● Work task
Copy out every line in the entries below that includes "crate".

● Data for this exercise

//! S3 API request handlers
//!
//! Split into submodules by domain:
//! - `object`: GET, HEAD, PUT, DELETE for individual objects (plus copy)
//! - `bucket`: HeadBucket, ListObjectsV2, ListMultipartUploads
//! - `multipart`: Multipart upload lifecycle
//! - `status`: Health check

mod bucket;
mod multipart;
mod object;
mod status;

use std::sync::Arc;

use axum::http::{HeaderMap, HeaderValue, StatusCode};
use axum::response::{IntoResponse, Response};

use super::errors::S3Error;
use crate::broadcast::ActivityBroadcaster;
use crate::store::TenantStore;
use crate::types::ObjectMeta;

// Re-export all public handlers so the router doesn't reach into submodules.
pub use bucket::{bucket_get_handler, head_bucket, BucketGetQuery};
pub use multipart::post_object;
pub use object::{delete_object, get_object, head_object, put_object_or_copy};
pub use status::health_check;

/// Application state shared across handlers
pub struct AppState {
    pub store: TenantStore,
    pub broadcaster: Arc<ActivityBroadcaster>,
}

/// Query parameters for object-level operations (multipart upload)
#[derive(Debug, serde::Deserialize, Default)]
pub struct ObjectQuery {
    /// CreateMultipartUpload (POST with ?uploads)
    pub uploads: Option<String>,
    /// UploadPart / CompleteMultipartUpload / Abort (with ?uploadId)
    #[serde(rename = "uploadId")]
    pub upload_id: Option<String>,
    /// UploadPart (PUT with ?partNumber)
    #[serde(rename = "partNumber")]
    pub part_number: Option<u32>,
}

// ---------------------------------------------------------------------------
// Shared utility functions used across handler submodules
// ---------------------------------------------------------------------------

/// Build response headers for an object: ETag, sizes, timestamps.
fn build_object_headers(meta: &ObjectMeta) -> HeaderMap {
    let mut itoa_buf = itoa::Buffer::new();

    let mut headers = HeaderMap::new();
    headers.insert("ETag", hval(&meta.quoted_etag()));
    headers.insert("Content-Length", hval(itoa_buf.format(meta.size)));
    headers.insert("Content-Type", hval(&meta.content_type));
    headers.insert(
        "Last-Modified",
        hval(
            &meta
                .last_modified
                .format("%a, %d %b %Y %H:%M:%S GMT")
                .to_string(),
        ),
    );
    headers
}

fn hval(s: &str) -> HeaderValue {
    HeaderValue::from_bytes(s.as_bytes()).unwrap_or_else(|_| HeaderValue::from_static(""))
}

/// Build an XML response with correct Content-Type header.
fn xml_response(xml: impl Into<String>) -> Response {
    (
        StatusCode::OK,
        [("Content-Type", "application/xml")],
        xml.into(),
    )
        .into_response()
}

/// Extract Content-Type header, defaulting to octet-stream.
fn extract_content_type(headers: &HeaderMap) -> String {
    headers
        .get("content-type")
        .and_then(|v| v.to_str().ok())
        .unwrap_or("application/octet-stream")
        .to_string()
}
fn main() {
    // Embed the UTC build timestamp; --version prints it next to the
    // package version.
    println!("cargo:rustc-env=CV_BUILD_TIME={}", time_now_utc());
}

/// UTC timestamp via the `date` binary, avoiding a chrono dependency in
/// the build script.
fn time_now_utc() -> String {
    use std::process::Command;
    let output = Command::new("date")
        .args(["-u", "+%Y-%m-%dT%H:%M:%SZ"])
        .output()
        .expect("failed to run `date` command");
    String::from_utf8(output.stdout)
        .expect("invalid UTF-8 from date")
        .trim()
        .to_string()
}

--

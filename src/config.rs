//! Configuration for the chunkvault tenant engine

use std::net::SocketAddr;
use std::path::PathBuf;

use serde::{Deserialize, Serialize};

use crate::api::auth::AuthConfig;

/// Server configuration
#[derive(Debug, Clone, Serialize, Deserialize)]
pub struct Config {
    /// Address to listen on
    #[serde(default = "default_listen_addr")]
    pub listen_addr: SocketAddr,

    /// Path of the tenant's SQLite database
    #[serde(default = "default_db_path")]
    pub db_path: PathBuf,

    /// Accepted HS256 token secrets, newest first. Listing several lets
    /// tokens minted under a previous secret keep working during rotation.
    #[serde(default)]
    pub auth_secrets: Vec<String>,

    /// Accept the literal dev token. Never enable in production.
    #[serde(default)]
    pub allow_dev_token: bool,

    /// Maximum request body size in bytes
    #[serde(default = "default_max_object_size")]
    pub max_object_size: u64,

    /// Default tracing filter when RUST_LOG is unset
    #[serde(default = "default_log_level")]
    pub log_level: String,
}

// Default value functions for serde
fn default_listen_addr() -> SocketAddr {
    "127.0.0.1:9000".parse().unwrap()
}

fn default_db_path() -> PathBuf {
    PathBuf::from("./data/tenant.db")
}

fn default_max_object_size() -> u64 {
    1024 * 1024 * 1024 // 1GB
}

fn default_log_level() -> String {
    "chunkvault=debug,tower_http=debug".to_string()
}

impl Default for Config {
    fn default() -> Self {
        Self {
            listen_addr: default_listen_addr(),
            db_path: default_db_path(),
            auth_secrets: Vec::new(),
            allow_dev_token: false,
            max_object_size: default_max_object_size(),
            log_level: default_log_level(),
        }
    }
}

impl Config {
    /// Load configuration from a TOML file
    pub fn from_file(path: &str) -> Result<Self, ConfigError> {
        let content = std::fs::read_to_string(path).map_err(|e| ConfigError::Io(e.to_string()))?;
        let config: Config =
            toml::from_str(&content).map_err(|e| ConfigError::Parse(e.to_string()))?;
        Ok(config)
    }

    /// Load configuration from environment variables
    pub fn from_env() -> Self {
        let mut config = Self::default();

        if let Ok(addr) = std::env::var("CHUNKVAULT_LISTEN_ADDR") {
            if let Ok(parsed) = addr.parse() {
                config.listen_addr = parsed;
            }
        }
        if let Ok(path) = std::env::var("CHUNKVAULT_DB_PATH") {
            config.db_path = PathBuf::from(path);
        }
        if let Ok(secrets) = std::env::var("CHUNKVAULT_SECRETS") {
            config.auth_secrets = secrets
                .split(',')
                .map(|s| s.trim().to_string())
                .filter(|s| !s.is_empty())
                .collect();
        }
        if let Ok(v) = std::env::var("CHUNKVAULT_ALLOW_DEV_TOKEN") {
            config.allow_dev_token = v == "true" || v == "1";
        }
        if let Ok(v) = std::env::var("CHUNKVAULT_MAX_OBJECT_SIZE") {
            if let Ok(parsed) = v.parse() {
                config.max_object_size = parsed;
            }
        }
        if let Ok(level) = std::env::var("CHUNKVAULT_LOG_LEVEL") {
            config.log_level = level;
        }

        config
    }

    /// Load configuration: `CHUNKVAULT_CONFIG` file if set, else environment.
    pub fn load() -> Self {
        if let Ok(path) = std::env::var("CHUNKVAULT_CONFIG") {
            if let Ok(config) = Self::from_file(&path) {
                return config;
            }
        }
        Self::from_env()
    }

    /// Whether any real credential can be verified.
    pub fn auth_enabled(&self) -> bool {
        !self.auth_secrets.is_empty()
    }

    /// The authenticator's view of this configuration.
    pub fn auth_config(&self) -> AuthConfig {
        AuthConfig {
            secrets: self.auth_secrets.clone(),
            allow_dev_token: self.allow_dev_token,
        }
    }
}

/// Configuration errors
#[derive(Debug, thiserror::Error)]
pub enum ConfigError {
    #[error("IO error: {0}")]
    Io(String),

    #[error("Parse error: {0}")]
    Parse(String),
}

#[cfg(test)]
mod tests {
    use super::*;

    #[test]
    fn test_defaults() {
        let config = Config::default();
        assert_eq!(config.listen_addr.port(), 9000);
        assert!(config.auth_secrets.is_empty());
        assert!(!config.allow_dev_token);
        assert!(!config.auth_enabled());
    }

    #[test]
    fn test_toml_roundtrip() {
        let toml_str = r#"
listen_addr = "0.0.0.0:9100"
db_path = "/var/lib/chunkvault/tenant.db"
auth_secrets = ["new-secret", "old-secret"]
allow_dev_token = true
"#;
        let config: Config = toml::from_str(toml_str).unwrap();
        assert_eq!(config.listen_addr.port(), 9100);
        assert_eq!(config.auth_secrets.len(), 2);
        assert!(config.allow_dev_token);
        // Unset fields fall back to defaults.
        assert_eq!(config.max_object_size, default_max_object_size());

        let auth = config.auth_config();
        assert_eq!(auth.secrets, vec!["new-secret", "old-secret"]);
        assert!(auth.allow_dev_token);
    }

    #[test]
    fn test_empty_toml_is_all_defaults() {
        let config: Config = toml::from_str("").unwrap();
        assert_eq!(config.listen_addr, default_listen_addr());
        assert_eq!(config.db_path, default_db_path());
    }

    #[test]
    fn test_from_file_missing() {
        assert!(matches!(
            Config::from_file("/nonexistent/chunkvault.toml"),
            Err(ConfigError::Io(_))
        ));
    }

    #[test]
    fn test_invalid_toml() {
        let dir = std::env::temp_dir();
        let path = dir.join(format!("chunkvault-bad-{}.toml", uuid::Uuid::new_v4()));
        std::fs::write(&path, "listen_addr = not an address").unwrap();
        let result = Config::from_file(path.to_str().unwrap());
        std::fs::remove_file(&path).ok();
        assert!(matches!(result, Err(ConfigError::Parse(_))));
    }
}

==

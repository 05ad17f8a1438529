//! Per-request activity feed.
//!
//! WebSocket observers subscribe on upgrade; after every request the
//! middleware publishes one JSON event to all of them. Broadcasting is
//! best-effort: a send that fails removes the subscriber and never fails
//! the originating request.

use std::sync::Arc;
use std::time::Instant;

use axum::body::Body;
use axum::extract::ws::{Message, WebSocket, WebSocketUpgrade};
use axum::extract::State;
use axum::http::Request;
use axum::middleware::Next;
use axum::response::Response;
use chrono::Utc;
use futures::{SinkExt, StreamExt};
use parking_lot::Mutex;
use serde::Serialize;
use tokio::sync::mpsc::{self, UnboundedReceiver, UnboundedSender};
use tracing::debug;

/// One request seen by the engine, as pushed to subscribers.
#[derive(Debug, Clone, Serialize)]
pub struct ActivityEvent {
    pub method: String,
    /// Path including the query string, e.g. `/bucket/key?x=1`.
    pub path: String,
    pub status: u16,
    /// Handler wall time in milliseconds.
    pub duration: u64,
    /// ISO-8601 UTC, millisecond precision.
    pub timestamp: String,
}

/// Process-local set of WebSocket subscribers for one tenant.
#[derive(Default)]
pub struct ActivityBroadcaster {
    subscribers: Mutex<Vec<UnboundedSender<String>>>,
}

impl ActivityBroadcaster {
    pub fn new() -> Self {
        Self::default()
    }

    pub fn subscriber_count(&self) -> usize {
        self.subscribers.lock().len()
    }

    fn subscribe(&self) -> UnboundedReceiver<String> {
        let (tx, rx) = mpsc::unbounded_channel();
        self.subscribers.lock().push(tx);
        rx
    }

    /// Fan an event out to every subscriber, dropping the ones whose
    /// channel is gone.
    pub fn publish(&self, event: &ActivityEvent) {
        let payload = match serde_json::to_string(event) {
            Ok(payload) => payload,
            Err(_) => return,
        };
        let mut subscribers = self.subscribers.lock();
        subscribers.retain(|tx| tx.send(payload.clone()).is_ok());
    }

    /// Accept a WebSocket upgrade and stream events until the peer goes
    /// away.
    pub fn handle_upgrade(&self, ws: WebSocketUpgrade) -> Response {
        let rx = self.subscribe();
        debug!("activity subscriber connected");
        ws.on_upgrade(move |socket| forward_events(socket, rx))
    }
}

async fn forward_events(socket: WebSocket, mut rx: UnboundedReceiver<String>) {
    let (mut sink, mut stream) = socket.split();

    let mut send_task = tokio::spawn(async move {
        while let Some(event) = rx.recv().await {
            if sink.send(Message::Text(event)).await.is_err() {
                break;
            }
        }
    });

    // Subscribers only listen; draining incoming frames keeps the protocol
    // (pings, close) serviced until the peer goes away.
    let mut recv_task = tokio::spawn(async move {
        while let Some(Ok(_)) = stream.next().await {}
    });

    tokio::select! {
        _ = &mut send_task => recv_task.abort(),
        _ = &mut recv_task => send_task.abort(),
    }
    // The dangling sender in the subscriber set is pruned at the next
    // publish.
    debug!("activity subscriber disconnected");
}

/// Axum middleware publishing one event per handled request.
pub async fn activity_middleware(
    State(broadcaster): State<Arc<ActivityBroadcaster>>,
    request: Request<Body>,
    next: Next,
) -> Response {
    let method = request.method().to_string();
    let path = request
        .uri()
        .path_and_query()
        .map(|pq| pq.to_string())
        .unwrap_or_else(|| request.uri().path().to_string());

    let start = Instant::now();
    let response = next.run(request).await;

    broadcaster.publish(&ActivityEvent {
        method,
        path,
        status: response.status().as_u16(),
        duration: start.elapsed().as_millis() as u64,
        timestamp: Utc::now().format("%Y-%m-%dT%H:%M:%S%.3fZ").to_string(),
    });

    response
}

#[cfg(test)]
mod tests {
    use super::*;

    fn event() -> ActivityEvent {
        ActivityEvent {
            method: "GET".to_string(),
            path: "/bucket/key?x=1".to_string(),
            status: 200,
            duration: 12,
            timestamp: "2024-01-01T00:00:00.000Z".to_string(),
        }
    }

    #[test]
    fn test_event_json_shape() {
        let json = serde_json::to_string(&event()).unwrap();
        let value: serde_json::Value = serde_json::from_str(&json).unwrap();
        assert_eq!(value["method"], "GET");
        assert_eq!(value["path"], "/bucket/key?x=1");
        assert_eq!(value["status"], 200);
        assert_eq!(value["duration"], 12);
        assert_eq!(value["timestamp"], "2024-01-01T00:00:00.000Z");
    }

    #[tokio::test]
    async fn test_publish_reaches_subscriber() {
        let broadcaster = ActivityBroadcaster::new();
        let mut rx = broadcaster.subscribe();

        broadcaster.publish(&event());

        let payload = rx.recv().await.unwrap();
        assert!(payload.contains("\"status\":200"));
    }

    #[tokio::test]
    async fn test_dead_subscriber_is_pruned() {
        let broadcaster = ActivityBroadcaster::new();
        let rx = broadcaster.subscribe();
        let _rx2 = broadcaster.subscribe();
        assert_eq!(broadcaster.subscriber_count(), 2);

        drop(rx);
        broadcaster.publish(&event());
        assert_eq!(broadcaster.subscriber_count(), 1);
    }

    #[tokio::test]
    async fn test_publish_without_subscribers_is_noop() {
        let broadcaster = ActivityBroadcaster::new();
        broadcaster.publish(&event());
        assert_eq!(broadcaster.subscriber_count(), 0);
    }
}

● Exercise output
use crate::broadcast::ActivityBroadcaster;
use crate::store::TenantStore;
use crate::types::ObjectMeta;
use crate::api::auth::AuthConfig;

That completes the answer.